Exercise instructions: Copy exactly the lines from the start of the data below through the one that carries "let unmapped = base.state_codes().iter().filter(|code|", and only those.

Stored items:
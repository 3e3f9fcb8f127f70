// Entry point: load the transfers file once, then hand over to the interactive menu
use anyhow::Context;
use clap::Parser;
use engine::analysis::region::RegionMapper;
use engine::cli::args::Cli;
use engine::cli::session::Session;
use engine::data::csv_parser::PnateCsvParser;
use engine::data::dataset::Dataset;
use std::io;
use tracing::info;

fn main() -> anyhow::Result<()> {
    let cli = Cli::parse();
    let settings = cli.settings()?;

    // Logs go to stderr so they never interleave with the report table on stdout
    tracing_subscriber::fmt()
        .with_writer(io::stderr)
        .with_max_level(settings.tracing_level()?)
        .init();

    info!(path = %settings.csv_path.display(), "Starting PNATE analysis...");

    let records = PnateCsvParser::load_records(&settings.csv_path, settings.delimiter)
        .with_context(|| format!("Failed to load '{}'", settings.csv_path.display()))?;
    let base = Dataset::new(records).without_entities_containing(&settings.excluded_entity_keyword);
    info!(rows = base.len(), "Dataset ready");

    let mapper = RegionMapper::new();
    let unmapped = base.state_codes().iter().filter(|code| mapper.region_for(code).is_none()).count();
    info!(states = mapper.state_count(), unmapped, "Region table ready");
    let stdin = io::stdin();
    let stdout = io::stdout();
    Session::new(&base, &mapper, stdin.lock(), stdout.lock())
        .with_export_dir(settings.export_dir.as_deref())
        .run()?;

    Ok(())
}
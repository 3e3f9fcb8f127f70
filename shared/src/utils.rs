// Brazilian number handling shared by the loader, the statistics and the report.
pub mod brazilian_format {
    use anyhow::{anyhow, Result};
    use std::str::FromStr;

    const CURRENCY_PREFIX: &str = "R$";

    // Parses decimals like "1.234,56" or "123,45" into f64
    pub fn parse_decimal(s: &str) -> Result<f64> {
        let normalized = s.trim()
            .replace('.', "")  // Remove thousand separators
            .replace(',', "."); // Replace decimal separator

        f64::from_str(&normalized)
            .map_err(|e| anyhow!("Failed to parse decimal '{}': {}", s, e))
    }

    /// Converts a currency cell such as `"R$ 8.852.407,34"` into a number.
    ///
    /// In currency text every `.` is a thousands separator and `,` is the decimal
    /// point (`"R$ 1.234"` is 1234). Bare numeric text (`"123456"`, `"1.234"`,
    /// `"88524.07"`) is already a number and is returned as is, so feeding the
    /// output back in yields the same value. Anything that cannot be parsed
    /// becomes `None`.
    pub fn normalize_currency(raw: &str) -> Option<f64> {
        let compact: String = raw.chars().filter(|c| !c.is_whitespace()).collect();
        if let Some(value) = plain_number(&compact) {
            return Some(value);
        }

        let cleaned: String = compact
            .replace(CURRENCY_PREFIX, "")
            .chars()
            .filter(|c| c.is_ascii_digit() || matches!(*c, '.' | ',' | '-'))
            .collect();
        parse_decimal(&cleaned).ok()
    }

    fn plain_number(s: &str) -> Option<f64> {
        let digits = s.strip_prefix('-').unwrap_or(s);
        let (int_part, frac_part) = match digits.split_once('.') {
            Some((int_part, frac_part)) => (int_part, Some(frac_part)),
            None => (digits, None),
        };
        if int_part.is_empty() || !int_part.chars().all(|c| c.is_ascii_digit()) {
            return None;
        }
        if let Some(frac) = frac_part {
            if frac.is_empty() || !frac.chars().all(|c| c.is_ascii_digit()) {
                return None;
            }
        }
        f64::from_str(s).ok()
    }

    /// `1234.5` -> `"R$1.234,50"`.
    pub fn format_currency(value: f64) -> String {
        format_with_decimals(value, 2)
    }

    /// Whole-real variant used for chart labels: `1234.6` -> `"R$1.235"`.
    pub fn format_currency_whole(value: f64) -> String {
        format_with_decimals(value, 0)
    }

    /// Formats text that holds a number; anything else is returned unchanged.
    pub fn format_currency_text(text: &str) -> String {
        match f64::from_str(text.trim()) {
            Ok(value) if value.is_finite() => format_currency(value),
            _ => text.to_string(),
        }
    }

    /// Report cell for a statistic that may have no value.
    pub fn format_optional(value: Option<f64>) -> String {
        match value {
            Some(v) => format_currency_text(&v.to_string()),
            None => format_currency_text("N/A"),
        }
    }

    fn format_with_decimals(value: f64, decimals: usize) -> String {
        let fixed = format!("{:.*}", decimals, value.abs());
        let (int_part, frac_part) = match fixed.split_once('.') {
            Some((i, f)) => (i, Some(f)),
            None => (fixed.as_str(), None),
        };
        let negative = value < 0.0 && fixed.chars().any(|c| c.is_ascii_digit() && c != '0');

        let mut out = String::from(CURRENCY_PREFIX);
        if negative {
            out.push('-');
        }
        out.push_str(&group_thousands(int_part));
        if let Some(frac) = frac_part {
            out.push(',');
            out.push_str(frac);
        }
        out
    }

    fn group_thousands(digits: &str) -> String {
        let mut grouped = String::with_capacity(digits.len() + digits.len() / 3);
        for (i, c) in digits.chars().enumerate() {
            if i > 0 && (digits.len() - i) % 3 == 0 {
                grouped.push('.');
            }
            grouped.push(c);
        }
        grouped
    }

}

Exercise answer:
repository 3e3f9fcb8f127f70
// Entry point: load the transfers file once, then hand over to the interactive menu
use anyhow::Context;
use clap::Parser;
use engine::analysis::region::RegionMapper;
use engine::cli::args::Cli;
use engine::cli::session::Session;
use engine::data::csv_parser::PnateCsvParser;
use engine::data::dataset::Dataset;
use std::io;
use tracing::info;

fn main() -> anyhow::Result<()> {
    let cli = Cli::parse();
    let settings = cli.settings()?;

    // Logs go to stderr so they never interleave with the report table on stdout
    tracing_subscriber::fmt()
        .with_writer(io::stderr)
        .with_max_level(settings.tracing_level()?)
        .init();

    info!(path = %settings.csv_path.display(), "Starting PNATE analysis...");

    let records = PnateCsvParser::load_records(&settings.csv_path, settings.delimiter)
        .with_context(|| format!("Failed to load '{}'", settings.csv_path.display()))?;
    let base = Dataset::new(records).without_entities_containing(&settings.excluded_entity_keyword);
    info!(rows = base.len(), "Dataset ready");

    let mapper = RegionMapper::new();
    let unmapped = base.state_codes().iter().filter(|code| mapper.region_for(code).is_none()).count();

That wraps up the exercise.